Placebo-Controlled Trial of Naftazone in Women with Primary Uncomplicated Symptomatic Varicose Veins

Abstract

Objective: To evaluate the effectiveness and best time course of prescription of 30 mg/day oral naftazone (N) in women with primary uncomplicated symptomatic varicose veins (PUSVV). Design: Double-blind, placebo (P)-controlled study. Setting: Multicentre study, coordinated by a University hospital in Paris, France. Patients: 270 women with PUSVV. Interventions: Treatment with naftazone (three dosage regimens) or placebo for 14 days. Main outcome measures: Comparison by ANOVA, at day 0 and after 14 days of treatment, of (1) clinical disability, using an analogue scale 100 mm long and (2) morning and evening leg volumes.
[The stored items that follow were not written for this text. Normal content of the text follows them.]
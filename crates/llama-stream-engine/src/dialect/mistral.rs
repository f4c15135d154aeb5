//! Mistral Small 3.1: bracketed control tokens, JSON tool calls after
//! `[TOOL_CALLS]` with no closing token.

use llama_stream_types::{DialectKind, ToolCall, ToolDefinition};

use super::{Dialect, Frame, Grammar, Segment, ToolFraming, ToolsPlacement};
use crate::backend::SamplingParams;
use crate::tools::{JsonCodec, ToolCallCodec};

const TOOL_CALLS: &str = "[TOOL_CALLS]";

const GRAMMAR: Grammar = Grammar {
    kind: DialectKind::Mistral,
    prefix: "<s>",
    system: Frame::control("[SYSTEM_PROMPT]", "[/SYSTEM_PROMPT]"),
    after_system: "",
    tools_placement: ToolsPlacement::AfterSystem,
    user: Frame::control("[INST]", "[/INST]"),
    assistant: Frame::control("", "</s>"),
    tool_turn: None,
    tool_result: Frame::control("[TOOL_RESULTS]", "[/TOOL_RESULTS]"),
    tool_results_must_be_list: false,
    second_message_must_be_user: false,
    generation_prompt: "",
    end_of_turn: "</s>",
    control_tokens: &[
        "<s>",
        "</s>",
        "[SYSTEM_PROMPT]",
        "[/SYSTEM_PROMPT]",
        "[AVAILABLE_TOOLS]",
        "[/AVAILABLE_TOOLS]",
        "[INST]",
        "[/INST]",
        "[TOOL_CALLS]",
        "[TOOL_RESULTS]",
        "[/TOOL_RESULTS]",
    ],
    tool_framing: ToolFraming::SpecialTokens {
        open: TOOL_CALLS,
        close: None,
    },
    sampling: SamplingParams {
        top_k: 40,
        top_p: 0.95,
        min_p: None,
        temperature: 0.15,
        repeat_penalty: 1.0,
    },
};

#[derive(Debug, Default, Clone, Copy)]
pub struct Mistral;

impl Dialect for Mistral {
    fn grammar(&self) -> &Grammar {
        &GRAMMAR
    }

    fn codec(&self) -> &dyn ToolCallCodec {
        &JsonCodec
    }

    fn render_tool_defs(&self, tools: &[ToolDefinition]) -> Vec<Segment> {
        if tools.is_empty() {
            return Vec::new();
        }
        let defs: Vec<_> = tools.iter().map(ToolDefinition::as_json).collect();
        let json = serde_json::to_string(&defs).unwrap_or_else(|_| "[]".to_string());
        vec![
            Segment::control("[AVAILABLE_TOOLS]"),
            Segment::literal(json),
            Segment::control("[/AVAILABLE_TOOLS]"),
        ]
    }

    fn render_tool_calls(&self, calls: &[ToolCall]) -> Vec<Segment> {
        let body: Vec<String> = calls.iter().map(|call| self.render_tool_call(call)).collect();
        vec![
            Segment::control(TOOL_CALLS),
            Segment::literal(format!("[{}]", body.join(","))),
        ]
    }
}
Results: The reduction in disability at day 14 was 32 ± 23 mm in the N group versus 24 ± 20 in the P group, F = 6.35, p = 0.01. Best clinical efficacy was obtained in the subgroup given 30 mg N once a day at midday (35 ± 22 mm). Differences between morning leg volumes on days 0 and 14 were 19.3 ± 74 ml in the N group versus 5.5 ± 50 in the P group, p = 0.059. Conclusion: Naftazone was more effective than placebo for the clinical improvement of women with PUSVV.